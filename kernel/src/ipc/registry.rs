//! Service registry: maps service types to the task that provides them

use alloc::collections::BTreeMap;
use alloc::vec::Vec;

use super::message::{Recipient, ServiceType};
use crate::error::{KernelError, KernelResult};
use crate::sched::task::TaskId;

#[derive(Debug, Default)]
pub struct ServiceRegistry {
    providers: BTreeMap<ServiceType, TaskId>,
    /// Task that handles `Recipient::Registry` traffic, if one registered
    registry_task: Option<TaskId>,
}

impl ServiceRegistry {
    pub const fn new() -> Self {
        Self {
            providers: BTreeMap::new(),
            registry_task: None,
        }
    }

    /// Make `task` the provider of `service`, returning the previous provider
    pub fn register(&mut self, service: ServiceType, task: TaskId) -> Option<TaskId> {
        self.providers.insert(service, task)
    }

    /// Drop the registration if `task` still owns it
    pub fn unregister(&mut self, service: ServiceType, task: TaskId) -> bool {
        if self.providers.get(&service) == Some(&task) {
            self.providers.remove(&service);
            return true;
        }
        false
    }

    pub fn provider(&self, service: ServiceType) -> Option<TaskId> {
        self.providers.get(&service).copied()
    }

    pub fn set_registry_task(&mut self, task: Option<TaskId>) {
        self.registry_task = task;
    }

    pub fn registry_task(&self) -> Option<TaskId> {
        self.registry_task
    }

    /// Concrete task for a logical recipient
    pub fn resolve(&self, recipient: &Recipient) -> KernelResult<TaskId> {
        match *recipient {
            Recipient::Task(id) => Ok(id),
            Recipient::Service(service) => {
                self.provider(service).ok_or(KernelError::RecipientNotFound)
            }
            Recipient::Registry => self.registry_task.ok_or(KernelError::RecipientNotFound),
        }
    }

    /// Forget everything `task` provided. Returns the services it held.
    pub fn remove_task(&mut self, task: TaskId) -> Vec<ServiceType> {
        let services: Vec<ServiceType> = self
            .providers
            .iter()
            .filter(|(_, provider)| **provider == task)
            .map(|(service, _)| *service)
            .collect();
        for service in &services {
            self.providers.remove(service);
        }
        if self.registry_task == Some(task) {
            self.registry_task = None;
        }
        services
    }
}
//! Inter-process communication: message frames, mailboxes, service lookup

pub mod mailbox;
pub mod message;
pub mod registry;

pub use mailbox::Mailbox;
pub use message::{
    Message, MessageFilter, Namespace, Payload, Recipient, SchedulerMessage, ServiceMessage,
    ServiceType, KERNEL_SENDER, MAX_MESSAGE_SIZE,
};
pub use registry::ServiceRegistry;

——

_Exercise description:_
Could the data above be set down exactly, in full?

_Your solution:_
filename kernel/src/ipc/registry.rs
//! Service registry: maps service types to the task that provides them

use alloc::collections::BTreeMap;
use alloc::vec::Vec;

use super::message::{Recipient, ServiceType};
use crate::error::{KernelError, KernelResult};
use crate::sched::task::TaskId;

#[derive(Debug, Default)]
pub struct ServiceRegistry {
    providers: BTreeMap<ServiceType, TaskId>,
    /// Task that handles `Recipient::Registry` traffic, if one registered
    registry_task: Option<TaskId>,
}

impl ServiceRegistry {
    pub const fn new() -> Self {
        Self {
            providers: BTreeMap::new(),
            registry_task: None,
        }
    }

    /// Make `task` the provider of `service`, returning the previous provider
    pub fn register(&mut self, service: ServiceType, task: TaskId) -> Option<TaskId> {
        self.providers.insert(service, task)
    }

    /// Drop the registration if `task` still owns it
    pub fn unregister(&mut self, service: ServiceType, task: TaskId) -> bool {
        if self.providers.get(&service) == Some(&task) {
            self.providers.remove(&service);
            return true;
        }
        false
    }

    pub fn provider(&self, service: ServiceType) -> Option<TaskId> {
        self.providers.get(&service).copied()
    }

    pub fn set_registry_task(&mut self, task: Option<TaskId>) {
        self.registry_task = task;
    }

    pub fn registry_task(&self) -> Option<TaskId> {
        self.registry_task
    }

    /// Concrete task for a logical recipient
    pub fn resolve(&self, recipient: &Recipient) -> KernelResult<TaskId> {
        match *recipient {
            Recipient::Task(id) => Ok(id),
            Recipient::Service(service) => {
                self.provider(service).ok_or(KernelError::RecipientNotFound)
            }
            Recipient::Registry => self.registry_task.ok_or(KernelError::RecipientNotFound),
        }
    }

    /// Forget everything `task` provided. Returns the services it held.
    pub fn remove_task(&mut self, task: TaskId) -> Vec<ServiceType> {
        let services: Vec<ServiceType> = self
            .providers
            .iter()
            .filter(|(_, provider)| **provider == task)
            .map(|(service, _)| *service)
            .collect();
        for service in &services {
            self.providers.remove(service);
        }
        if self.registry_task == Some(task) {
            self.registry_task = None;
        }
        services
    }
}
//! Inter-process communication: message frames, mailboxes, service lookup

pub mod mailbox;
pub mod message;
pub mod registry;

pub use mailbox::Mailbox;
pub use message::{
    Message, MessageFilter, Namespace, Payload, Recipient, SchedulerMessage, ServiceMessage,
    ServiceType, KERNEL_SENDER, MAX_MESSAGE_SIZE,
};
pub use registry::ServiceRegistry;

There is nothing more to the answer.